Témoignage. Notre journaliste a tenté l’expérience des tests génétiques en libre accès sur l’internet. Récit entre appréhensions, incompréhensions et découvertes.

Se jeter dans le vide

Dans quoi me suis-je donc lancée? Autant le dire tout de suite: je ne suis pas quelqu’un de spécialement téméraire et l’attrait du danger n’est vraiment pas ma tasse de thé. Mais, à la suite des réactions de mes collègues et de certains proches face à mon intention de réaliser un véritable Full Monty génétique, le sentiment de m’engager dans une opération digne d’un reportage de guerre s’est rapidement imposé.

«C’est vraiment courageux!» appuyait même (plusieurs fois) mon rédacteur en chef, histoire d’en rajouter une couche sur mon ego désormais partagé entre crainte et, il faut bien l’admettre, une pointe de fierté.

Au rayon des réactions les plus fréquentes, la palme va sans aucun doute à l’inquiet: «Je n’aurais pas envie de savoir», suivi de près par le paranoïaque: «Je n’aimerais pas livrer toutes mes données génétiques à Google.»

Deux arguments auxquels, pour être tout à fait franche, je n’étais pas loin d’adhérer, tant il est vrai que je n’avais aucune envie de me découvrir un risque élevé de développer la maladie d’Alzheimer, ou de devenir le deuxième cas familial diagnostiqué de Parkinson. Je goûte finalement assez peu au concept d’épée de Damoclès.

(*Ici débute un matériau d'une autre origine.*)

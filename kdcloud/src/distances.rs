/*
* Licensed to Elasticsearch B.V. under one or more contributor
* license agreements. See the NOTICE file distributed with
* this work for additional information regarding copyright
* ownership. Elasticsearch B.V. licenses this file to you under
* the Apache License, Version 2.0 (the "License"); you may
* not use this file except in compliance with the License.
* You may obtain a copy of the License at
*
*  http://www.apache.org/licenses/LICENSE-2.0
*
* Unless required by applicable law or agreed to in writing,
* software distributed under the License is distributed on an
* "AS IS" BASIS, WITHOUT WARRANTIES OR CONDITIONS OF ANY
* KIND, either express or implied.  See the License for the
* specific language governing permissions and limitations
* under the License.
*/

//! Distance metrics between points, plus the per-axis term each metric
//! contributes to the kd-tree's pruning bookkeeping.
//!
//! `L2Squared` and `L1` each need a different pruning derivation: L2's
//! per-axis term is the squared coordinate difference, so the sum of
//! per-axis terms over all axes is already the squared Euclidean distance
//! that the (1+ε) bound is stated in terms of. L1's per-axis term is the
//! absolute difference, and the sum of those is already the L1 distance, so
//! there's no squaring anywhere in the L1 path.

use crate::Scalar;

/// A distance metric between two D-vectors, plus the single-axis term it
/// contributes to incremental pruning during tree descent.
pub trait Metric<T: Scalar>: Clone + Send + Sync + 'static {
    /// Full distance between two points, given as coordinate slices of
    /// equal length.
    fn distance(&self, a: &[T], b: &[T]) -> T;

    /// The contribution a single axis makes to the running pruning bound,
    /// given the signed difference between the query and the cell face on
    /// that axis.
    fn axis_term(&self, diff: T) -> T;

    /// Scales `max_error` (`1 + ε`) to the power this metric's distances
    /// are already raised to, so the pruning test's `rd * scaled_error`
    /// compares like powers: `L2Squared` distances are squared, so this is
    /// `max_error²`; `L1` distances are not, so this is `max_error` itself.
    fn scale_max_error(&self, max_error: T) -> T;
}

/// Squared Euclidean distance. The default metric, and the only one the
/// (1+ε) approximation guarantee is proven for.
#[derive(Debug, Clone, Copy, Default, PartialEq, Eq)]
pub struct L2Squared;

impl<T: Scalar> Metric<T> for L2Squared {
    fn distance(&self, a: &[T], b: &[T]) -> T {
        a.iter()
            .zip(b.iter())
            .fold(T::zero(), |acc, (&x, &y)| acc + (x - y) * (x - y))
    }

    fn axis_term(&self, diff: T) -> T {
        diff * diff
    }

    fn scale_max_error(&self, max_error: T) -> T {
        max_error * max_error
    }
}

/// Manhattan (L1) distance. Has its own pruning derivation rather than
/// reusing `L2Squared`'s squared-distance bookkeeping.
#[derive(Debug, Clone, Copy, Default, PartialEq, Eq)]
pub struct L1;

impl<T: Scalar> Metric<T> for L1 {
    fn distance(&self, a: &[T], b: &[T]) -> T {
        a.iter()
            .zip(b.iter())
            .fold(T::zero(), |acc, (&x, &y)| acc + (x - y).abs())
    }

    fn axis_term(&self, diff: T) -> T {
        diff.abs()
    }

    fn scale_max_error(&self, max_error: T) -> T {
        max_error
    }
}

On l’imagine sans peine, cette crainte de se découvrir mortel pourrait en rebuter plus d’un. Pourtant, depuis la fin des années 2000, les tests génétiques direct to consumer ne cessent de faire de nouveaux adeptes et rencontrent un succès absolument phénoménal sur la Toile: 950 000 personnes ont par exemple déjà donné leur matériel génétique à la start-up californienne 23andMe et plusieurs études ont démontré que les clients de ce genre de tests n’avaient pas développé d’angoisses spécifiques quant aux résultats. Alors si d’autres l’ont fait, pourquoi pas moi?

Contourner la loi

Il s’agissait toutefois de contourner un écueil de taille: la plupart des tests génétiques DTC proviennent de firmes basées aux Etats-Unis. En novembre 2013, la Food and Drug Administration (FDA) a toutefois mis son veto au volet médical des analyses proposées par 23andMe, lui interdisant de livrer des résultats liés aux prédispositions à développer des maladies.

Pour la FDA, la société financée en partie par Google (on y revient) n’a apporté aucune donnée clinique permettant de justifier la sûreté, l’efficacité et la fiabilité de ses tests.

23andMe, dont le laboratoire est pourtant accrédité, a donc eu l’obligation de recentrer ses activités sur des analyses généalogiques du génome. Une décision aussitôt suivie par l’ouverture de deux succursales au Royaume-Uni et au Canada, en mesure de proposer une interprétation médicale du génome car n’étant pas sous le coup de la même législation.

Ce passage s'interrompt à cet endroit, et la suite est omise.